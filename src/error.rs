use actix_web::{HttpResponse, ResponseError};
use serde::Serialize;

use crate::repo::RepoError;
use crate::validate::ValidationError;

/// Error rendition of the `{success, message}` envelope.
#[derive(Debug, Serialize)]
pub struct ApiErrorBody {
    pub success: bool,
    pub message: String,
}

#[derive(thiserror::Error, Debug)]
pub enum ApiError {
    #[error("{0}")]
    Validation(#[from] ValidationError),
    #[error("{0}")]
    NotFound(&'static str),
    #[error("Too many requests. Please slow down and try again.")]
    RateLimited,
    #[error("An unexpected error occurred. Please try again.")]
    Internal,
}

impl From<RepoError> for ApiError {
    fn from(e: RepoError) -> Self {
        match e {
            RepoError::NotFound => ApiError::NotFound("Requested record was not found"),
            RepoError::Internal(msg) => {
                log::error!("repository failure: {msg}");
                ApiError::Internal
            }
        }
    }
}

impl ResponseError for ApiError {
    fn error_response(&self) -> HttpResponse {
        use actix_web::http::StatusCode;
        let status = match self {
            ApiError::Validation(_) => StatusCode::BAD_REQUEST,
            ApiError::NotFound(_) => StatusCode::NOT_FOUND,
            ApiError::RateLimited => StatusCode::TOO_MANY_REQUESTS,
            ApiError::Internal => StatusCode::INTERNAL_SERVER_ERROR,
        };
        HttpResponse::build(status).json(ApiErrorBody {
            success: false,
            message: self.to_string(),
        })
    }
}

*-*-*

What you should do :: Exactly the lines from the line holding "many requests. Please" through the close of the listing above make up the answer; include nothing else.

Solved problem ::
    #[error("Too many requests. Please slow down and try again.")]
    RateLimited,
    #[error("An unexpected error occurred. Please try again.")]
    Internal,
}

impl From<RepoError> for ApiError {
    fn from(e: RepoError) -> Self {
        match e {
            RepoError::NotFound => ApiError::NotFound("Requested record was not found"),
            RepoError::Internal(msg) => {
                log::error!("repository failure: {msg}");
                ApiError::Internal
            }
        }
    }
}

impl ResponseError for ApiError {
    fn error_response(&self) -> HttpResponse {
        use actix_web::http::StatusCode;
        let status = match self {
            ApiError::Validation(_) => StatusCode::BAD_REQUEST,
            ApiError::NotFound(_) => StatusCode::NOT_FOUND,
            ApiError::RateLimited => StatusCode::TOO_MANY_REQUESTS,
            ApiError::Internal => StatusCode::INTERNAL_SERVER_ERROR,
        };
        HttpResponse::build(status).json(ApiErrorBody {
            success: false,
            message: self.to_string(),
        })
    }
}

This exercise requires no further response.